▼

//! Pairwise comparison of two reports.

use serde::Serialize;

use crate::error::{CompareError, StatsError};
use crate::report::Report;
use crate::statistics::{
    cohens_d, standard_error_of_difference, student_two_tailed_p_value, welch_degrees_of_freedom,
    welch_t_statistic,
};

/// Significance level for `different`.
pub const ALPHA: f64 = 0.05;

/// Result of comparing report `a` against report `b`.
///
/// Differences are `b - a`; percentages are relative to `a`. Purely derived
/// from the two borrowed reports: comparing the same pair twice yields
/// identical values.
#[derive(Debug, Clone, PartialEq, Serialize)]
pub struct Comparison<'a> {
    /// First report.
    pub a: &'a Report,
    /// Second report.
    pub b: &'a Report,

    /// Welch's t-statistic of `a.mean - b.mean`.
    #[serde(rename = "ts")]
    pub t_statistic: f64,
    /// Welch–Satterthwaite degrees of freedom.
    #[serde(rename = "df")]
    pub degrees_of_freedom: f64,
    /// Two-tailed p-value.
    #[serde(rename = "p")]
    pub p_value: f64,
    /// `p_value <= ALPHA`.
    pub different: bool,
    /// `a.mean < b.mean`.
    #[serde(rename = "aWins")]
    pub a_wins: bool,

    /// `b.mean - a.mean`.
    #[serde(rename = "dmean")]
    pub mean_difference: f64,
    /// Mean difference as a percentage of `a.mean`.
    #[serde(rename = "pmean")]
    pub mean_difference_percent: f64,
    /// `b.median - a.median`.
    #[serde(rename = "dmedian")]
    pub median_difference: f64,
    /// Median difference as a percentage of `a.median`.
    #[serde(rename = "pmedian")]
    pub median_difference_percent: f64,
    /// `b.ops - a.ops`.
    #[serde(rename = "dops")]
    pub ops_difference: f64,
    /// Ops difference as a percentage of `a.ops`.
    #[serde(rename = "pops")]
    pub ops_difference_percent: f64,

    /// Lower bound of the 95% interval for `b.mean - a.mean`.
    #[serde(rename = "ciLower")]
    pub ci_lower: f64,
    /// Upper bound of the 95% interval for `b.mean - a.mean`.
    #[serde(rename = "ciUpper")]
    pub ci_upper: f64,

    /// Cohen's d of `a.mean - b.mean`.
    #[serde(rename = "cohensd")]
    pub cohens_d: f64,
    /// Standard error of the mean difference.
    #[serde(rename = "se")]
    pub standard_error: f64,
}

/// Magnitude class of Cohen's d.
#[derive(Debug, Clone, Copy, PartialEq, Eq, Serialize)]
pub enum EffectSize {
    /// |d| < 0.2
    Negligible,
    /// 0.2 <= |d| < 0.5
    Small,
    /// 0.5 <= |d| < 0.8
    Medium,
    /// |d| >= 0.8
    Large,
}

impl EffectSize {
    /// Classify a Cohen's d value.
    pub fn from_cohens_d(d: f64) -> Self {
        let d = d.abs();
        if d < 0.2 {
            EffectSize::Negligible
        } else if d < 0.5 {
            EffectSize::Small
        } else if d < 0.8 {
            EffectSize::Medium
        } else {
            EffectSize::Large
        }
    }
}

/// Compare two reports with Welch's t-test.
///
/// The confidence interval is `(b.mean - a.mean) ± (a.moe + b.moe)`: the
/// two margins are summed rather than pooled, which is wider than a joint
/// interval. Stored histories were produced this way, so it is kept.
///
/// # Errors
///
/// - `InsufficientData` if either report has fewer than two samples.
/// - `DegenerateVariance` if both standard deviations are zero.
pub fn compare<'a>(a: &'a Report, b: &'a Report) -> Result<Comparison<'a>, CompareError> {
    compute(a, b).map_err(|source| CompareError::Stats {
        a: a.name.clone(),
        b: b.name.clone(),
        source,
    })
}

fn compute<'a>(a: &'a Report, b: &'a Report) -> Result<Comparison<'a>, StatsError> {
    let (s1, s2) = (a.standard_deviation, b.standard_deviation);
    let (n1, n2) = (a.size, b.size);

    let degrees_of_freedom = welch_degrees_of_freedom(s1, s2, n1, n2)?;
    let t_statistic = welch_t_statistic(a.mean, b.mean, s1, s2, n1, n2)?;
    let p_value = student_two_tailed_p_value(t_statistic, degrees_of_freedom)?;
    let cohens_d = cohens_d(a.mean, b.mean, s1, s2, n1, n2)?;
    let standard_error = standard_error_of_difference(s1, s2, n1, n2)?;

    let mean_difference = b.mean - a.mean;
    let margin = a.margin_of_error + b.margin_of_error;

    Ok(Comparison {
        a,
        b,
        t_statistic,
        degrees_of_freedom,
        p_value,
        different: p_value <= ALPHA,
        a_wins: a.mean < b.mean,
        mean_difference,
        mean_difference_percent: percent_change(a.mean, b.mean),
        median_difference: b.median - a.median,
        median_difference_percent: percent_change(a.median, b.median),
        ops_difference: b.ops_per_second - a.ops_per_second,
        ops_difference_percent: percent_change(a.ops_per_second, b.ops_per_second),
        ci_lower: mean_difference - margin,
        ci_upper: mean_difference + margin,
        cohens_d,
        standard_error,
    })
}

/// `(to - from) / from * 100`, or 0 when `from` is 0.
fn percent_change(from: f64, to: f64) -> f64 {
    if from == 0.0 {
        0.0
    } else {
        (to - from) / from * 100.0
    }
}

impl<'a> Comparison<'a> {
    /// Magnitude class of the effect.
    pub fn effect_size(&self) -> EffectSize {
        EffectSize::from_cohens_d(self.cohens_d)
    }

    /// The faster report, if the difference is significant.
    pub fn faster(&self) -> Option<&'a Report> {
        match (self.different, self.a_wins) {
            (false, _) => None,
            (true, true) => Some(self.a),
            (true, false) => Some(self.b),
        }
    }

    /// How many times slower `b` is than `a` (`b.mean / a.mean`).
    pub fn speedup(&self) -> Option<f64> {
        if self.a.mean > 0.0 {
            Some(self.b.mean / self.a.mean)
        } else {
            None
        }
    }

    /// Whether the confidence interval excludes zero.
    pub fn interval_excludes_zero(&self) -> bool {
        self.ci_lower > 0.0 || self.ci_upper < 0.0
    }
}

▲

Using the listing above, pick out each line that contains the word "crate", then copy it.

• [RESULT OF THE EXERCISE]
use crate::error::{CompareError, StatsError};
use crate::report::Report;
use crate::statistics::{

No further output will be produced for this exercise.